*** Opening SOURCE MATERIAL ***

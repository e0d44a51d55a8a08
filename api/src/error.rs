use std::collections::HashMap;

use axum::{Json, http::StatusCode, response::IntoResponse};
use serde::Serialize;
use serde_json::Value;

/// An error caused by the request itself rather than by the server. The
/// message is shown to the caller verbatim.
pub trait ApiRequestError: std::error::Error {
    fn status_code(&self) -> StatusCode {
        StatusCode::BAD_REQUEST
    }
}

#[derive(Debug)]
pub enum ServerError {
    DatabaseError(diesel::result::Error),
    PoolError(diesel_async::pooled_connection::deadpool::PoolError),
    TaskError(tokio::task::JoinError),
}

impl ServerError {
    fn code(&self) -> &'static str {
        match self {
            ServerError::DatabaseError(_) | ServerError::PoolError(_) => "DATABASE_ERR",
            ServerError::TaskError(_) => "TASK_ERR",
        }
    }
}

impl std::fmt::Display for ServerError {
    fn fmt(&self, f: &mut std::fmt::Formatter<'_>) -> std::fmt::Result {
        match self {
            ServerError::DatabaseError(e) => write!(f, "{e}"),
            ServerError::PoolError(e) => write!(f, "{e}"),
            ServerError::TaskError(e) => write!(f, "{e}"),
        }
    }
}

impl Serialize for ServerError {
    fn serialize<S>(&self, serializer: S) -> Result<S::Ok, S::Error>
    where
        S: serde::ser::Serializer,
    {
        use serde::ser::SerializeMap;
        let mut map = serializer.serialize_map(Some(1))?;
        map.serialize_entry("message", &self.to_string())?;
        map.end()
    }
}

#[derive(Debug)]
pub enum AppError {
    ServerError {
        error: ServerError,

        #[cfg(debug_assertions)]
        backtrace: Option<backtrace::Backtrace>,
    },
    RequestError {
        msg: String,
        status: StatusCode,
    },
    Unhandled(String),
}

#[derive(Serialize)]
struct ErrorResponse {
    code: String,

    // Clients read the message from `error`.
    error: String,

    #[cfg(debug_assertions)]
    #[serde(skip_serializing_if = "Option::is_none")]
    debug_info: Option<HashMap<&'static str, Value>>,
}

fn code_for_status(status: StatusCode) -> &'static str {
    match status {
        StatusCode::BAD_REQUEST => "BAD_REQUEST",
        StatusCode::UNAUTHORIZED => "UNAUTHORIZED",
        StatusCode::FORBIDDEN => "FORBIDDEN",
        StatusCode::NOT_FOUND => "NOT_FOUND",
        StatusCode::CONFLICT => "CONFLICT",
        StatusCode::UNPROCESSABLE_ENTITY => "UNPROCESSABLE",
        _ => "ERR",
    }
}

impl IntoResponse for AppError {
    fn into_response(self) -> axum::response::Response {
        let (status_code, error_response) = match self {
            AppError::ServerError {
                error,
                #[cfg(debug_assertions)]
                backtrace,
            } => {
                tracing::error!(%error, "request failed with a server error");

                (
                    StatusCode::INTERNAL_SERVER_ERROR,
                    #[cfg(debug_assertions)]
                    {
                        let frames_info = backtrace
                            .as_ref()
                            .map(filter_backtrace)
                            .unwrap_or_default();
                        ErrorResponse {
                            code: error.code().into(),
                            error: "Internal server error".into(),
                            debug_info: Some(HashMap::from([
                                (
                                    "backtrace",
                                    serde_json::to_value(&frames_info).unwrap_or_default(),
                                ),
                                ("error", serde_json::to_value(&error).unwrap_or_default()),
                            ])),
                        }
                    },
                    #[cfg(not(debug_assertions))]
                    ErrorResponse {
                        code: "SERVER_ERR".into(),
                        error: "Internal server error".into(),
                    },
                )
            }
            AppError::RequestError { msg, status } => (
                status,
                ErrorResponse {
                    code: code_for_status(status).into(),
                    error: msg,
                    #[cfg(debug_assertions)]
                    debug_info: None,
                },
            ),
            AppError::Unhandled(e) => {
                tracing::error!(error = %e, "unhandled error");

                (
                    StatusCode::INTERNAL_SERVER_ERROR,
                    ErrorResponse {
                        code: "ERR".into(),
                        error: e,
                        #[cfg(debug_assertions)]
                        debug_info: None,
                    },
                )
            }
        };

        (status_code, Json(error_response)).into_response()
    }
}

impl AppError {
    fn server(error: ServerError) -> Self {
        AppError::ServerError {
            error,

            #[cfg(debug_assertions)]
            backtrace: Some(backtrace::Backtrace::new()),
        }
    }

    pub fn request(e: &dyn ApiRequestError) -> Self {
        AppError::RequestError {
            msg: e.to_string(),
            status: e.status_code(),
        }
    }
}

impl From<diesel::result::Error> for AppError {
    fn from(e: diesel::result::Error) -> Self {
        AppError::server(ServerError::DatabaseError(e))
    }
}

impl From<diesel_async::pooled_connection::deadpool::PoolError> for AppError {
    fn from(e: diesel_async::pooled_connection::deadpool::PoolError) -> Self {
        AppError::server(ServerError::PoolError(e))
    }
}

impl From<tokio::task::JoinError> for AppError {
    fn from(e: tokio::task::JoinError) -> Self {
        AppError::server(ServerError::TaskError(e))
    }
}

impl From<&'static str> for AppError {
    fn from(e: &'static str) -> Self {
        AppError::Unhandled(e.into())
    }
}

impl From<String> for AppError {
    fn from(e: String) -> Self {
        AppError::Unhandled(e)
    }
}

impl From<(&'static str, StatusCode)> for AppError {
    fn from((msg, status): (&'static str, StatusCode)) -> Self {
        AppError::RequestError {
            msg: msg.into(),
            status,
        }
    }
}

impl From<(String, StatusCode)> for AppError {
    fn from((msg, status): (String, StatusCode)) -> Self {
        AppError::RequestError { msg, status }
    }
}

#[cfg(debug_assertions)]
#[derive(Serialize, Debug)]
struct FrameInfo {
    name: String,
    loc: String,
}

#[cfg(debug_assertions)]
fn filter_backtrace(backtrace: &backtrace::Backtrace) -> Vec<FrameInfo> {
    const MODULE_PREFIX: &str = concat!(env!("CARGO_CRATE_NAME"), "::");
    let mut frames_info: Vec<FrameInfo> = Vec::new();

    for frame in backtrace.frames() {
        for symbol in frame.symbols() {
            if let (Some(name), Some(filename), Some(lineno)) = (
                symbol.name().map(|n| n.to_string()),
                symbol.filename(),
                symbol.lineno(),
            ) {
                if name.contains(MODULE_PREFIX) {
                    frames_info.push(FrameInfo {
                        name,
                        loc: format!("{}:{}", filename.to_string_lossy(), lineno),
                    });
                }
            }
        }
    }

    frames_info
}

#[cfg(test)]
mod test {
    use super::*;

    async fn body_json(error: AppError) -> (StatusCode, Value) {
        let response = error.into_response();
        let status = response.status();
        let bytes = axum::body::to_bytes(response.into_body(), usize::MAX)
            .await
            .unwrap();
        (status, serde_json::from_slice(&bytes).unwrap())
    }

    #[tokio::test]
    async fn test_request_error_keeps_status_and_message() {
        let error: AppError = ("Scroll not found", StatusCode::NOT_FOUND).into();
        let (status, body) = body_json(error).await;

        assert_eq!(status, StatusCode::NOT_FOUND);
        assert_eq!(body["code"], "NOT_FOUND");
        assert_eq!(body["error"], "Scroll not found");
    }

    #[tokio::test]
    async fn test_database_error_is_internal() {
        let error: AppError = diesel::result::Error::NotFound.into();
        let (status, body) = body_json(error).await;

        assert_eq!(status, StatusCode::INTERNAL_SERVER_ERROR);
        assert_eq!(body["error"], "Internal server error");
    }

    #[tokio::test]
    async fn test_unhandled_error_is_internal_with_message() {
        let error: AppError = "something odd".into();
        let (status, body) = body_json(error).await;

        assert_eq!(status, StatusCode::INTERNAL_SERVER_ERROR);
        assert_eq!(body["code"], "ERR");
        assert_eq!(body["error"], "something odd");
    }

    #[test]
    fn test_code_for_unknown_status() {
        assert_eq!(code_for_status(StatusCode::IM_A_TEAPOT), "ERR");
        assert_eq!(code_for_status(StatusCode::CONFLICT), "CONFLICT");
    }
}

*** Closing SOURCE MATERIAL ***

DIRECTIONS FOR THIS TASK: Word for word, reproduce the lines of the listing from the first one through the line containing "fn code(&self) ->", and no more.

ANSWER SECTION:
repository e0d44a51d55a8a08
filename api/src/error.rs
use std::collections::HashMap;

use axum::{Json, http::StatusCode, response::IntoResponse};
use serde::Serialize;
use serde_json::Value;

/// An error caused by the request itself rather than by the server. The
/// message is shown to the caller verbatim.
pub trait ApiRequestError: std::error::Error {
    fn status_code(&self) -> StatusCode {
        StatusCode::BAD_REQUEST
    }
}

#[derive(Debug)]
pub enum ServerError {
    DatabaseError(diesel::result::Error),
    PoolError(diesel_async::pooled_connection::deadpool::PoolError),
    TaskError(tokio::task::JoinError),
}

impl ServerError {
    fn code(&self) -> &'static str {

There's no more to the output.